Career, Major Works, and Turning Points


In the late 1920s and early 1930s Giacometti produced some of his most radical Surrealist objects - including the hovering threat of "Suspended Ball" (1930-31) and the violent allegory of "Woman with Her Throat Cut" (1932) - and exhibited with Surrealist circles. Yet the decisive turn came in the mid-1930s when he broke with Surrealism and returned to working from life, convinced that imagination alone had become a trap. During and after World War II, in a tiny Paris studio on rue Hippolyte-Maindron (and briefly in Swiss exile), he remade the figure as something pared to the bone: the attenuated walkers, standing women, and intensely scraped portraits that made his reputation. Landmark works of the mature period include "Man Pointing" (1947), "The Nose" (1947), "Walking Man I" (1960), and the group "The City Square" (1948).

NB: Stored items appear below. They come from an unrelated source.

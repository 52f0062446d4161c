//! The item loop: drains the item queue through the item pipeline.
//!
//! Each item runs on its own task. A semaphore sized to the item queue capacity
//! bounds how many items are inside the pipeline at once. Every processor error is
//! reported under the `item_pipeline` code; a panicking processor loses the item.

use std::panic::AssertUnwindSafe;
use std::sync::Arc;

use futures_util::FutureExt;
use tokio::sync::Semaphore;
use tokio::task::{JoinHandle, JoinSet};
use tracing::{debug, error, trace, warn};

use super::session::{ITEM_PIPELINE_CODE, Session, panic_message};

pub(super) fn spawn(session: Arc<Session>) -> JoinHandle<()> {
    // At most one in-flight item per item queue slot.
    let semaphore = Arc::new(Semaphore::new(session.channel_args.item_queue_len));
    tokio::spawn(async move {
        let mut tasks = JoinSet::new();
        debug!("Item loop started");
        while let Some(item) = session.items.recv().await {
            let permit = match Arc::clone(&semaphore).acquire_owned().await {
                Ok(permit) => permit,
                Err(_) => {
                    warn!("Item semaphore closed, item loop exiting");
                    break;
                }
            };
            let session = Arc::clone(&session);
            tasks.spawn(async move {
                if session.stopping(ITEM_PIPELINE_CODE) {
                    return;
                }
                match AssertUnwindSafe(session.pipeline.send(item))
                    .catch_unwind()
                    .await
                {
                    Ok(errors) => {
                        for err in errors {
                            session.send_error(err, ITEM_PIPELINE_CODE);
                        }
                    }
                    Err(panic) => {
                        error!("Fatal Item Processing Error: {}", panic_message(panic.as_ref()))
                    }
                }
                trace!("Item processed");
                drop(permit);
            });
            while let Some(result) = tasks.try_join_next() {
                if let Err(e) = result {
                    error!("An item task failed: {}", e);
                }
            }
        }
        trace!("Item queue closed, waiting for {} item tasks", tasks.len());
        while let Some(result) = tasks.join_next().await {
            if let Err(e) = result {
                error!("An item task failed: {}", e);
            }
        }
        debug!("Item loop finished");
    })
}
//! A bounded pool of identity-bearing workers.
//!
//! The pool hands its entities out through a bounded `kanal` channel sized to the pool
//! capacity: `take` waits on the channel until an entity is available, `release` puts
//! it back. A separate ownership map, guarded by a single mutex, records which ids are
//! currently in the pool so that an entity is never handed back twice.

use std::any::{Any, TypeId};
use std::collections::HashMap;
use std::sync::Arc;

use kanal::{AsyncReceiver, AsyncSender, bounded_async};
use log::{debug, trace};
use parking_lot::Mutex;

use crate::error::PoolError;

/// Runtime type information for trait-object entities.
pub trait AsAny {
    fn as_any(&self) -> &dyn Any;
    fn type_name(&self) -> &'static str;
}

impl<T: Any> AsAny for T {
    fn as_any(&self) -> &dyn Any {
        self
    }

    fn type_name(&self) -> &'static str {
        std::any::type_name::<T>()
    }
}

/// Anything that can live in an [`EntityPool`].
pub trait Entity: AsAny + Send + Sync + 'static {
    /// Unique id of this entity within its pool.
    fn id(&self) -> u32;
}

/// The concrete type every member of a pool must have.
#[derive(Debug, Clone, Copy)]
pub struct EntityType {
    id: TypeId,
    name: &'static str,
}

impl EntityType {
    /// The type tag of `T`.
    pub fn of<T: Any>() -> Self {
        Self {
            id: TypeId::of::<T>(),
            name: std::any::type_name::<T>(),
        }
    }

    /// The concrete type behind `entity`, looked through any trait object.
    pub fn of_entity<E: Entity + ?Sized>(entity: &E) -> Self {
        Self {
            id: Any::type_id(AsAny::as_any(entity)),
            name: AsAny::type_name(entity),
        }
    }

    /// Type name of the tagged entity, for log messages.
    pub fn name(&self) -> &'static str {
        self.name
    }
}

impl PartialEq for EntityType {
    fn eq(&self, other: &Self) -> bool {
        self.id == other.id
    }
}

impl Eq for EntityType {}

/// Bounded pool of entities with blocking take and checked release.
pub struct EntityPool<E: Entity + ?Sized> {
    total: u32,
    entity_type: EntityType,
    available_tx: AsyncSender<Arc<E>>,
    available_rx: AsyncReceiver<Arc<E>>,
    // id -> true while the entity sits in the pool.
    owned: Mutex<HashMap<u32, bool>>,
}

impl<E: Entity + ?Sized> EntityPool<E> {
    /// Fills a pool of `total` entities by calling `factory` exactly `total` times.
    ///
    /// Every generated entity must be of `entity_type`, and ids must be distinct.
    pub fn new<F>(total: u32, entity_type: EntityType, mut factory: F) -> Result<Self, PoolError>
    where
        F: FnMut() -> Arc<E>,
    {
        if total == 0 {
            return Err(PoolError::ZeroCapacity(total));
        }
        let (available_tx, available_rx) = bounded_async(total as usize);
        let mut owned = HashMap::with_capacity(total as usize);
        for _ in 0..total {
            let entity = factory();
            if EntityType::of_entity(&*entity) != entity_type {
                return Err(PoolError::FactoryType {
                    expected: entity_type.name(),
                });
            }
            let id = entity.id();
            if owned.insert(id, true).is_some() {
                return Err(PoolError::DuplicateId(id));
            }
            if !matches!(available_tx.try_send(entity), Ok(true)) {
                return Err(PoolError::Closed);
            }
        }
        debug!(
            "Entity pool of {} initialized with {} entities",
            entity_type.name(),
            total
        );
        Ok(Self {
            total,
            entity_type,
            available_tx,
            available_rx,
            owned: Mutex::new(owned),
        })
    }

    /// Like [`new`](Self::new), taking the expected type from the first generated entity.
    pub fn with_factory<F>(total: u32, mut factory: F) -> Result<Self, PoolError>
    where
        F: FnMut() -> Arc<E>,
    {
        if total == 0 {
            return Err(PoolError::ZeroCapacity(total));
        }
        let first = factory();
        let entity_type = EntityType::of_entity(&*first);
        let mut first = Some(first);
        Self::new(total, entity_type, move || match first.take() {
            Some(entity) => entity,
            None => factory(),
        })
    }

    /// Waits until an entity is available. Fails once the pool is closed.
    pub async fn take(&self) -> Result<Arc<E>, PoolError> {
        let entity = self
            .available_rx
            .recv()
            .await
            .map_err(|_| PoolError::Closed)?;
        self.owned.lock().insert(entity.id(), false);
        trace!("Entity {} taken from pool", entity.id());
        Ok(entity)
    }

    /// Hands a taken entity back to the pool.
    pub fn release(&self, entity: Arc<E>) -> Result<(), PoolError> {
        if EntityType::of_entity(&*entity) != self.entity_type {
            return Err(PoolError::ForeignType {
                expected: self.entity_type.name(),
            });
        }
        let id = entity.id();
        {
            let mut owned = self.owned.lock();
            match owned.get_mut(&id) {
                None => return Err(PoolError::UnknownEntity(id)),
                Some(true) => return Err(PoolError::AlreadyReturned(id)),
                Some(in_pool) => *in_pool = true,
            }
        }
        match self.available_tx.try_send(entity) {
            Ok(true) => {
                trace!("Entity {} returned to pool", id);
                Ok(())
            }
            _ => Err(PoolError::Closed),
        }
    }

    /// Capacity of the pool.
    pub fn total(&self) -> u32 {
        self.total
    }

    /// Number of entities currently taken.
    pub fn used(&self) -> u32 {
        self.total
            .saturating_sub(self.available_rx.len().min(self.total as usize) as u32)
    }

    /// Concrete type of the entities this pool was filled with.
    pub fn entity_type(&self) -> EntityType {
        self.entity_type
    }

    /// Closes the pool for good; pending and future `take` calls fail.
    pub fn close(&self) {
        let _ = self.available_tx.close();
    }

    /// Whether [`close`](Self::close) was called.
    pub fn is_closed(&self) -> bool {
        self.available_tx.is_closed()
    }
}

He married Annette Arm in 1949; his brother Diego remained his closest collaborator and model, and Giacometti's repeated portraits of Diego and Annette chart a lifelong attempt to see the familiar without letting it turn into a formula. International recognition followed - major shows in New York and Venice, and commissions that expanded his scale - but he continued to work with the urgency of someone still trying to begin.

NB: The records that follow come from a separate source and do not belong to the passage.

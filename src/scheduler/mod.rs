//! # Scheduler Module
//!
//! The crawl orchestrator.
//!
//! ## Overview
//!
//! [`Scheduler::start`] builds a fresh crawl session (channel manager, downloader and
//! analyzer pools, item pipeline, request cache and URL set) and spawns four loops:
//!
//! - **schedule**: meters requests from the unbounded cache into the bounded request queue
//! - **download**: request queue -> downloader pool -> response queue
//! - **analyze**: response queue -> analyzer pool -> request cache (after filtering) or item queue
//! - **item**: item queue -> item pipeline
//!
//! Errors raised by any collaborator are tagged with the component that raised them and
//! routed to the error queue, see [`Scheduler::error_receiver`].
//!
//! ## Shutdown
//!
//! [`Scheduler::stop`] raises the stop sign and closes the queues and the cache. Loops
//! blocked on a queue wake up at once; every loop or task that notices the sign records
//! an acknowledgement under its component code and drops its unit of work.
//!
//! ## Example
//!
//! ```rust,ignore
//! let scheduler = Scheduler::new();
//! scheduler.start(
//!     ChannelArgs::default(),
//!     PoolArgs::default(),
//!     2,
//!     downloader_factory,
//!     vec![parse_links],
//!     vec![store_item],
//!     Request::parse("https://example.com/", 0)?,
//! )?;
//! // ...
//! scheduler.shutdown().await;
//! ```

mod analyze;
mod download;
mod filter;
mod item;
mod schedule;
mod session;
mod summary;

pub use schedule::SCHEDULE_INTERVAL;
pub use summary::SchedulerSummary;

use std::panic::{AssertUnwindSafe, catch_unwind};
use std::sync::Arc;
use std::time::Duration;

use kanal::AsyncReceiver;
use parking_lot::{Mutex, RwLock};
use tokio::runtime::Handle;
use tokio::task::JoinHandle;
use tracing::{debug, error, info, trace, warn};

use crate::analyzer::ParseResponse;
use crate::config::{Args, ChannelArgs, PoolArgs};
use crate::domain::{DomainPolicy, SuffixPolicy};
use crate::downloader::DownloaderFactory;
use crate::error::{CrawlerError, EngineError, Result};
use crate::pipeline::ItemProcessor;
use crate::request::Request;
use crate::state::{RunState, RunStatus};
use crate::stop_sign::StopSign;

use session::{Session, SessionPlan, panic_message};

const SHUTDOWN_TIMEOUT: Duration = Duration::from_secs(30);

pub struct Scheduler {
    state: RunState,
    stop_sign: Arc<StopSign>,
    domain_policy: Arc<dyn DomainPolicy>,
    session: RwLock<Option<Arc<Session>>>,
    loops: Mutex<Vec<JoinHandle<()>>>,
}

impl Default for Scheduler {
    fn default() -> Self {
        Self::new()
    }
}

impl Scheduler {
    /// A scheduler using [`SuffixPolicy`] for primary domains.
    pub fn new() -> Self {
        Self::with_domain_policy(Arc::new(SuffixPolicy::new()))
    }

    /// A scheduler confining crawls with a custom primary-domain policy.
    pub fn with_domain_policy(domain_policy: Arc<dyn DomainPolicy>) -> Self {
        Self {
            state: RunState::new(),
            stop_sign: Arc::new(StopSign::new()),
            domain_policy,
            session: RwLock::new(None),
            loops: Mutex::new(Vec::new()),
        }
    }

    /// Starts crawling from `seed`.
    ///
    /// Every argument is validated before anything is spawned; an error from this
    /// call means no background work was started. Must be called within a Tokio
    /// runtime. A stopped scheduler may be started again; a running one may not.
    #[allow(clippy::too_many_arguments)]
    pub fn start(
        &self,
        channel_args: ChannelArgs,
        pool_args: PoolArgs,
        max_depth: u32,
        downloader_factory: DownloaderFactory,
        parsers: Vec<ParseResponse>,
        processors: Vec<Arc<dyn ItemProcessor>>,
        seed: Request,
    ) -> Result<()> {
        Handle::try_current()
            .map_err(|e| EngineError::Configuration(format!("No Tokio runtime: {}", e)))?;
        info!("Starting scheduler...");
        channel_args.check()?;
        pool_args.check()?;
        if parsers.is_empty() {
            return Err(EngineError::Configuration(
                "The response parser list is empty".to_string(),
            ));
        }
        if processors.is_empty() {
            return Err(EngineError::Configuration(
                "The item processor list is empty".to_string(),
            ));
        }
        if !seed.is_valid() {
            return Err(EngineError::Configuration(format!(
                "The seed request {} has no host",
                seed.url
            )));
        }
        if !matches!(seed.url.scheme(), "http" | "https") {
            return Err(EngineError::Configuration(format!(
                "The seed request {} is not an http(s) request",
                seed.url
            )));
        }
        let primary_domain = self
            .domain_policy
            .primary_domain(seed.host().unwrap_or_default())?;

        if !self.state.begin() {
            return Err(EngineError::AlreadyStarted);
        }
        for handle in self.loops.lock().drain(..) {
            handle.abort();
        }
        *self.session.write() = None;
        self.stop_sign.reset();

        let plan = SessionPlan {
            channel_args,
            pool_args,
            max_depth,
            primary_domain,
            downloader_factory,
            parsers,
            processors,
            domain_policy: Arc::clone(&self.domain_policy),
            stop_sign: Arc::clone(&self.stop_sign),
        };
        let session = match catch_unwind(AssertUnwindSafe(|| Session::open(plan))) {
            Ok(Ok(session)) => Arc::new(session),
            Ok(Err(e)) => {
                self.state.finish();
                return Err(e);
            }
            Err(panic) => {
                let message = panic_message(panic.as_ref());
                error!("Fatal Scheduler Error: {}", message);
                return Err(EngineError::Panicked(message));
            }
        };

        let seed_url = seed.url.to_string();
        session.url_map.insert(seed_url.clone());
        session.cache.put(seed.with_depth(0));
        *self.session.write() = Some(Arc::clone(&session));
        if !self.state.is_running() {
            // Stopped while the session was being built.
            session.close();
        }

        info!(
            "Crawling {} within '{}' up to depth {}",
            seed_url, session.primary_domain, max_depth
        );
        *self.loops.lock() = vec![
            download::spawn(Arc::clone(&session)),
            analyze::spawn(Arc::clone(&session)),
            item::spawn(Arc::clone(&session)),
            schedule::spawn(session),
        ];
        Ok(())
    }

    /// Signals every loop to wind down. Returns `false` unless running.
    ///
    /// In-flight downloads and analyses are not interrupted; their results are
    /// dropped and acknowledged on the stop sign.
    pub fn stop(&self) -> bool {
        if !self.state.finish() {
            return false;
        }
        match self.session.read().as_ref() {
            Some(session) => session.close(),
            None => {
                self.stop_sign.sign();
            }
        }
        info!("Scheduler stopped");
        true
    }

    /// Stops the scheduler and waits for its loops to drain.
    pub async fn shutdown(&self) {
        self.stop();
        let loops: Vec<_> = self.loops.lock().drain(..).collect();
        if loops.is_empty() {
            return;
        }
        trace!("Waiting for {} loops to finish", loops.len());
        let aborts: Vec<_> = loops.iter().map(JoinHandle::abort_handle).collect();
        let joined =
            tokio::time::timeout(SHUTDOWN_TIMEOUT, futures_util::future::join_all(loops)).await;
        match joined {
            Ok(results) => {
                for result in results {
                    if let Err(e) = result {
                        error!("A scheduler loop failed during shutdown: {}", e);
                    }
                }
                debug!("All scheduler loops finished");
            }
            Err(_) => {
                warn!(
                    "Scheduler loops did not finish within {}s, aborting them",
                    SHUTDOWN_TIMEOUT.as_secs()
                );
                for abort in aborts {
                    abort.abort();
                }
            }
        }
    }

    /// Whether a crawl is in progress.
    pub fn running(&self) -> bool {
        self.state.is_running()
    }

    /// Lifecycle status: not started, running or stopped.
    pub fn status(&self) -> RunStatus {
        self.state.get()
    }

    /// True when no downloader or analyzer is borrowed and no item is mid-pipeline.
    pub fn idle(&self) -> bool {
        self.session.read().as_ref().is_none_or(|session| session.idle())
    }

    /// A receiving handle on the error queue, or `None` unless the queues are open.
    pub fn error_receiver(&self) -> Option<AsyncReceiver<CrawlerError>> {
        let session = self.session.read();
        let session = session.as_ref()?;
        session.channels.error_queue().ok().map(|queue| queue.receiver())
    }

    /// The stop sign shared with every loop. Useful for inspecting acknowledgements after a stop.
    pub fn stop_sign(&self) -> &StopSign {
        &self.stop_sign
    }

    /// Number of distinct URLs admitted this session, the seed included.
    pub fn url_count(&self) -> usize {
        self.session
            .read()
            .as_ref()
            .map_or(0, |session| session.url_map.len())
    }

    /// Snapshot of the scheduler and its current session.
    ///
    /// `prefix` is prepended to every line of the rendered summary.
    pub fn summary(&self, prefix: &str) -> SchedulerSummary {
        let session = self.session.read();
        SchedulerSummary::capture(
            prefix,
            self.running(),
            session.as_deref(),
            self.stop_sign.summary(),
        )
    }
}

impl Drop for Scheduler {
    fn drop(&mut self) {
        self.stop();
    }
}

#[cfg(test)]
mod tests {
    use super::*;
    use crate::downloader::Downloader;
    use crate::error::BoxError;
    use crate::item::{Data, Item};
    use crate::pool::Entity;
    use crate::response::Response;
    use async_trait::async_trait;

    struct Echo(u32);

    impl Entity for Echo {
        fn id(&self) -> u32 {
            self.0
        }
    }

    #[async_trait]
    impl Downloader for Echo {
        async fn download(&self, request: Request) -> std::result::Result<Response, BoxError> {
            let depth = request.depth();
            Ok(Response::new(request.url, 200, Some(b"ok".to_vec()), depth))
        }
    }

    fn factory() -> DownloaderFactory {
        Arc::new(|id| Arc::new(Echo(id)) as Arc<dyn Downloader>)
    }

    fn silent_parser() -> ParseResponse {
        Arc::new(|_: &Response, _: u32| (Vec::<Data>::new(), Vec::<BoxError>::new()))
    }

    fn passthrough() -> Arc<dyn ItemProcessor> {
        Arc::new(|item: Item| -> std::result::Result<Item, BoxError> { Ok(item) })
    }

    fn start(scheduler: &Scheduler, seed: &str) -> Result<()> {
        scheduler.start(
            ChannelArgs::new(4, 4, 4, 4),
            PoolArgs::new(2, 2),
            1,
            factory(),
            vec![silent_parser()],
            vec![passthrough()],
            Request::parse(seed, 0)?,
        )
    }

    #[tokio::test]
    async fn lifecycle_transitions() {
        let scheduler = Scheduler::new();
        assert_eq!(scheduler.status(), RunStatus::NotStarted);
        assert!(!scheduler.stop());
        assert!(scheduler.error_receiver().is_none());

        start(&scheduler, "http://example.com/").unwrap();
        assert!(scheduler.running());
        assert!(scheduler.error_receiver().is_some());
        assert!(matches!(
            start(&scheduler, "http://example.com/"),
            Err(EngineError::AlreadyStarted)
        ));

        assert!(scheduler.stop());
        assert!(!scheduler.stop());
        assert!(!scheduler.running());
        assert!(scheduler.error_receiver().is_none());
        scheduler.shutdown().await;

        // A stopped scheduler can be started again with a clean stop sign.
        start(&scheduler, "http://example.com/").unwrap();
        assert!(!scheduler.stop_sign().signed());
        scheduler.shutdown().await;
    }

    #[tokio::test]
    async fn invalid_arguments_leave_scheduler_untouched() {
        let scheduler = Scheduler::new();
        let bad_queue = scheduler.start(
            ChannelArgs::new(0, 4, 4, 4),
            PoolArgs::new(2, 2),
            1,
            factory(),
            vec![silent_parser()],
            vec![passthrough()],
            Request::parse("http://example.com/", 0).unwrap(),
        );
        assert!(matches!(bad_queue, Err(EngineError::Configuration(_))));

        let no_processors = scheduler.start(
            ChannelArgs::new(4, 4, 4, 4),
            PoolArgs::new(2, 2),
            1,
            factory(),
            vec![silent_parser()],
            Vec::new(),
            Request::parse("http://example.com/", 0).unwrap(),
        );
        assert!(no_processors.is_err());

        assert!(start(&scheduler, "ftp://example.com/").is_err());
        assert!(matches!(
            start(&scheduler, "http://co.uk/"),
            Err(EngineError::UnrecognizedHost(_))
        ));
        assert_eq!(scheduler.status(), RunStatus::NotStarted);
    }

    #[tokio::test]
    async fn factory_panic_is_reported_and_leaves_scheduler_running() {
        let scheduler = Scheduler::new();
        let result = scheduler.start(
            ChannelArgs::new(4, 4, 4, 4),
            PoolArgs::new(2, 2),
            1,
            Arc::new(|_: u32| -> Arc<dyn Downloader> { panic!("no downloader today") }),
            vec![silent_parser()],
            vec![passthrough()],
            Request::parse("http://example.com/", 0).unwrap(),
        );
        match result {
            Err(EngineError::Panicked(message)) => assert!(message.contains("no downloader today")),
            other => panic!("expected a recovered panic, got {:?}", other),
        }
        assert!(scheduler.running());
        assert!(scheduler.stop());
    }

    #[tokio::test]
    async fn summary_reflects_the_session() {
        let scheduler = Scheduler::new();
        start(&scheduler, "http://example.com/").unwrap();
        let summary = scheduler.summary("  ");
        assert!(summary.running);
        assert_eq!(summary.crawl_depth, 1);
        assert_eq!(summary.pool_args, Some(PoolArgs::new(2, 2)));
        assert_eq!(summary.url_count, 1);
        assert!(summary.detail().contains("http://example.com/"));
        scheduler.shutdown().await;
        assert!(scheduler.summary("").stop_sign.starts_with("signed: true"));
    }
}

Philosophy, Style, and Themes


Giacometti's art is often described as existential, but the motor is more intimate: a struggle between perception and failure that he refused to resolve into style. He distrusted finish because finish meant lying about certainty. "That's the terrible thing: the more one works on a picture, the more impossible it becomes to finish it". The scraped surfaces, the repeated reworking, the thinness that looks like erosion - these are not mannerisms but records of hesitation, correction, and renewed attention. In his studio practice the figure is never simply "made"; it is pursued, lost, and pursued again, as if each session reset the world.

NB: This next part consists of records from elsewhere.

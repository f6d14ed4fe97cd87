//! `portal daemon` subcommands

use crate::config::SettingsManager;
use crate::daemon::{DaemonClient, DaemonManager};
use anyhow::{Context, Result};
use colored::Colorize;
use portal_core::{PortalEvent, PortalState, PortalSummary};

pub async fn start() -> Result<()> {
    let daemon = DaemonManager::new();
    if let Some(pid) = running_pid(&daemon).await {
        println!("{} Daemon already running (PID {})", "•".blue(), pid);
        return Ok(());
    }

    let pid = daemon.start().await.context("Failed to start daemon")?;
    println!("{} Daemon started (PID {})", "✓".green(), pid);
    Ok(())
}

pub async fn stop() -> Result<()> {
    let daemon = DaemonManager::new();
    let Some(pid) = running_pid(&daemon).await else {
        println!("{}", "Daemon is not running".yellow());
        return Ok(());
    };

    daemon.stop().await.context("Failed to stop daemon")?;
    println!("{} Daemon stopped (PID {})", "✓".green(), pid);
    Ok(())
}

/// Stop then start; `stop` only returns once the old process has exited, so
/// the RPC port is free again.
pub async fn restart() -> Result<()> {
    let daemon = DaemonManager::new();
    if running_pid(&daemon).await.is_some() {
        daemon.stop().await.context("Failed to stop daemon")?;
    }

    let pid = daemon.start().await.context("Failed to start daemon")?;
    println!("{} Daemon restarted (PID {})", "✓".green(), pid);
    Ok(())
}

pub async fn status() -> Result<()> {
    let daemon = DaemonManager::new();
    let Some(pid) = running_pid(&daemon).await else {
        println!("{}", "Daemon is not running".yellow());
        return Ok(());
    };

    let settings = SettingsManager::load().context("Failed to load settings")?;
    println!("{} {}", "Daemon:".bold(), "running".green());
    println!("  PID:      {}", pid);
    println!("  RPC port: {}", settings.rpc_port.to_string().cyan());

    match DaemonClient::with_port(settings.rpc_port).list_portals().await {
        Ok(portals) => println!("  Portals:  {}", count_by_state(&portals)),
        Err(e) => println!("  Portals:  {}", format!("unavailable ({:#})", e).red()),
    }
    Ok(())
}

async fn running_pid(daemon: &DaemonManager) -> Option<u32> {
    if daemon.is_running().await {
        daemon.pid().await
    } else {
        None
    }
}

/// "3 (2 active, 1 failed)"; empty states are left out
fn count_by_state(portals: &[PortalSummary]) -> String {
    let states = ["active", "pending", "stopping", "stopped", "failed"];
    let counts: Vec<String> = states
        .iter()
        .filter_map(|state| {
            let n = portals
                .iter()
                .filter(|p| p.state.as_str() == *state)
                .count();
            (n > 0).then(|| format!("{} {}", n, state))
        })
        .collect();

    if counts.is_empty() {
        portals.len().to_string()
    } else {
        format!("{} ({})", portals.len(), counts.join(", "))
    }
}

/// One log line per bus event
fn describe_event(event: &PortalEvent) -> String {
    match event {
        PortalEvent::Created { portal, .. } => {
            format!("{} created at {} ({})", portal.name, portal.address, portal.state)
        }
        PortalEvent::StateChanged { name, from, to, .. } => match to {
            PortalState::Failed { reason } => format!("{} failed: {}", name, reason),
            _ => format!("{}: {} -> {}", name, from.as_str(), to.as_str()),
        },
        PortalEvent::Removed { name, .. } => format!("{} removed", name),
    }
}

pub async fn logs(follow: bool) -> Result<()> {
    let log_path = SettingsManager::log_path()?;

    if !log_path.exists() {
        println!("{}", "⚠️  No log file found".yellow());
        return Ok(());
    }

    if follow {
        println!("{}", "🔹 Following daemon logs (Ctrl+C to exit)...".blue());

        let mut cmd = tokio::process::Command::new("tail")
            .arg("-f")
            .arg(&log_path)
            .stdin(std::process::Stdio::null())
            .stdout(std::process::Stdio::inherit())
            .stderr(std::process::Stdio::inherit())
            .spawn()?;

        cmd.wait().await?;
    } else {
        let content = tokio::fs::read_to_string(&log_path).await?;
        println!("{}", content);
    }

    Ok(())
}

pub async fn run() -> Result<()> {
    use crate::daemon::rpc_server::RpcServer;
    use futures::StreamExt;
    use portal_core::transport::TcpRelayTransport;
    use portal_core::{JsonFileStore, NotificationBus, PortalLifecycleManager};
    use std::sync::Arc;
    use tracing::{error, info, warn};

    // 1. File logging
    let log_path = SettingsManager::log_path()
        .unwrap_or_else(|_| std::path::PathBuf::from("daemon.log"));

    if let Some(parent) = log_path.parent() {
        let _ = std::fs::create_dir_all(parent);
    }

    let file_appender = tracing_appender::rolling::never(
        log_path.parent().unwrap_or(std::path::Path::new(".")),
        log_path
            .file_name()
            .unwrap_or(std::ffi::OsStr::new("daemon.log")),
    );

    let (non_blocking, _guard) = tracing_appender::non_blocking(file_appender);

    tracing_subscriber::fmt()
        .with_writer(non_blocking)
        .with_env_filter("portal_cli=info,portal_core=info")
        .with_ansi(false)
        .with_target(false)
        .with_thread_ids(true)
        .with_file(true)
        .with_line_number(true)
        .init();

    info!("Initializing daemon...");

    // 2. Engine
    let settings = SettingsManager::load().context("Failed to load settings")?;
    if let Err(e) = settings.validate() {
        warn!("Configured default address is invalid: {}", e);
    }

    let manager = Arc::new(PortalLifecycleManager::new(
        Arc::new(TcpRelayTransport::new(settings.bind_host.clone())),
        Arc::new(JsonFileStore::new(SettingsManager::portals_path()?)),
        NotificationBus::new(),
    ));

    let mut events = manager.subscribe().into_stream();
    tokio::spawn(async move {
        while let Some(event) = events.next().await {
            info!("[event] {}", describe_event(&event));
        }
    });

    // Serving with an unreadable store would let the first change overwrite it
    let reopened = manager
        .recover()
        .await
        .context("Failed to load stored portals")?;
    info!("Restored portals, {} active", reopened);

    // 3. RPC server
    let rpc_addr = format!("127.0.0.1:{}", settings.rpc_port);
    let rpc_server =
        RpcServer::bind(manager.clone(), &rpc_addr, settings.session_timeout()).await?;
    let shutdown = rpc_server.shutdown_signal();

    let result = tokio::select! {
        res = rpc_server.run() => {
            if let Err(ref e) = res {
                error!("RPC server failed: {}", e);
            }
            res
        }
        _ = shutdown.notified() => {
            info!("Shutting down daemon (requested)...");
            Ok(())
        }
        _ = tokio::signal::ctrl_c() => {
            info!("Shutting down daemon...");
            Ok(())
        }
    };

    manager.shutdown().await;

    if let Ok(pid_path) = SettingsManager::pid_path() {
        let _ = tokio::fs::remove_file(pid_path).await;
    }

    result
}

Psychologically, he treated making as both inquiry and defense, an attempt to stabilize a reality that kept shifting under scrutiny. "I paint and sculpt to get a grip on reality... to protect myself". That protective impulse helps explain his obsessive return to the same motifs - a head on a narrow neck, a body swallowed by space, a solitary walker - because repetition was his method of testing what remained true. Yet he also insisted on the perpetual incompletion of vision itself: "It is impossible to do a thing the way I see it because the closer I get the more differently I see". In that sentence lies the paradox that shaped his era as much as his temperament: modern life promised mastery through knowledge, while lived experience kept exposing the limits of mastery.

Legacy and Influence


By the time of his death on January 11, 1966, in Chur, Switzerland, Giacometti had become a central reference point for postwar sculpture and drawing - not because he offered a new academic canon, but because he made doubt productive. His elongated figures changed how artists thought about scale, space, and the human presence under historical pressure; his portraits demonstrated that likeness could be an event rather than a polish. From Francis Bacon's charged bodies to later minimalist and figurative revivals, his influence persists as an ethic: to look harder, to accept failure as information, and to let form bear the weight of consciousness without pretending to final answers.